Вспомните историю D-линии натрия. Её наблюдал уже Фраунгофер. Но разве мог он подозревать, что держит в руках ключ ко всей квантовой механике? Он видел, что линия эта расщепляется на две компоненты. Но разве знал он, что это влияние спина электрона? Понятия «электрон», «квантовая механика», «спин» во времена Фраунгофера ещё не были изобретены. А без них D-линия натрия просто любопытный факт, не ведущий ни к каким глубоким следствиям. Лишь после опытов Крукса, Резерфорда, Томсона и после создания системы понятий и формул, которую назвали квантовой механикой, стало ясно, что D-линия натрия — это один из тех фактов, которые меняют самые основы нашего мышления.

Гармонию явлений атомного мира мы можем оценить лишь благодаря теории: всякое описание только экспериментальной установки будет безнадёжно скучным и неинтересным. Лишь теория сделала картину атома не только логически удовлетворительной, но и эстетически приемлемой. И не зря (хотя, быть может, этимологически и не очень правильно) такие моменты проникновения в сущность вещей называют иногда — видение бога.

То, что понятия возникают на основе новых фактов, очевидно всем. Однако не все отдают себе отчёт в том, насколько смысл новых фактов зависит от понятий, которые используются для их толкования. С развитием и углублением научных знаний это взаимное влияние фактов и понятий постепенно усиливается, и цепочка познания деформируется ещё раз:

Обновлённая цепочка познания

В наше время это взаимодействие стало настолько сильным, что подчас бывает трудно отделить факты от их толкования. Результат такого взаимодействия часто называют информационным взрывом — настолько быстро бесконтрольное взаимовлияние новых фактов и понятий ведёт к реальным практическим последствиям. Сложное переплетение фактов, понятий, формул и образов науки очень трудно, да, пожалуй, и невозможно распутать. При всех попытках подобного рода мы неизбежно придём к сакраментальному вопросу: «Что возникло раньше: яйцо или курица?»

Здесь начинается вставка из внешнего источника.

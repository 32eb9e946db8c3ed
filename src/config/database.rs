//! Database configuration module for the ledger core.
//!
//! This module handles `SQLite` database connection and table creation using `SeaORM`.
//! Tables are generated from the entity definitions with `Schema::create_table_from_entity`,
//! so the schema always matches the Rust structs.

use crate::entities::{Account, Budget, Transaction};
use crate::errors::Result;
use sea_orm::{ConnectionTrait, Database, DatabaseConnection, Schema};
use tracing::{debug, info, instrument};

const DEFAULT_DATABASE_URL: &str = "sqlite://data/ledger.sqlite?mode=rwc";

/// Gets the database URL from the environment (a `.env` file is honored) or returns
/// the default local `SQLite` path.
#[must_use]
pub fn get_database_url() -> String {
    dotenvy::dotenv().ok();
    std::env::var("DATABASE_URL").unwrap_or_else(|_| DEFAULT_DATABASE_URL.to_string())
}

/// Establishes a connection to the database named by [`get_database_url`].
#[instrument]
pub async fn create_connection() -> Result<DatabaseConnection> {
    let database_url = get_database_url();
    debug!("Connecting to {}", database_url);
    Database::connect(&database_url).await.map_err(Into::into)
}

/// Creates the account, transaction and budget tables from the entity definitions.
#[instrument(skip(db))]
pub async fn create_tables(db: &DatabaseConnection) -> Result<()> {
    let builder = db.get_database_backend();
    let schema = Schema::new(builder);

    let account_table = schema.create_table_from_entity(Account);
    let transaction_table = schema.create_table_from_entity(Transaction);
    let budget_table = schema.create_table_from_entity(Budget);

    db.execute(builder.build(&account_table)).await?;
    db.execute(builder.build(&transaction_table)).await?;
    db.execute(builder.build(&budget_table)).await?;

    info!("Ledger tables created");
    Ok(())
}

Иммануил Кант пытался разомкнуть этот логический круг: понятия зависят от результатов опыта, истолкование опытов — от системы понятий. Он полагал, что несколько таких понятий даны человеку «от бога», он с ними рождается, а все дальнейшие истины он сможет найти, комбинируя первичные понятия, если, конечно, при этом не будет делать логических ошибок. Приняв это допущение, он построил стройную и законченную философию познания. Развитие физики очень скоро показало, однако, что многие «априорные истины» Канта — такие, как пространство, время и другие, — в действительности имеют эмпирическое и самое что ни на есть земное происхождение — конечно, переосмысленное и лишённое конкретных особенностей тех образов на основе которых они возникли.

Никто никогда не узнает тот первый научный факт и то первое научное понятие, с которых началась эволюция нынешней науки. Поэтому всё чаще вместо «объяснения природы» естествоиспытатели говорят об «описании природы».

«Мы теперь лучше, чем прежнее естествознание, сознаём, что не существует такого надёжного исходного пункта, от которого бы шли пути во все области нашего познания, но что всё познание в известной мере вынуждено парить над бездонной пропастью. Нам приходится всегда начинать где-то с середины и, обсуждая действительность, употреблять понятия, которые лишь постепенно приобретают определённый смысл благодаря их применению…» Эти слова Гейзенберга близки и понятны каждому физику. И в жизни каждого из них бывают минуты, когда они удивляются, что в таких условиях познание природы всё-таки возможно. «Единственная загадка мира — его познаваемость», — часто повторял Эйнштейн.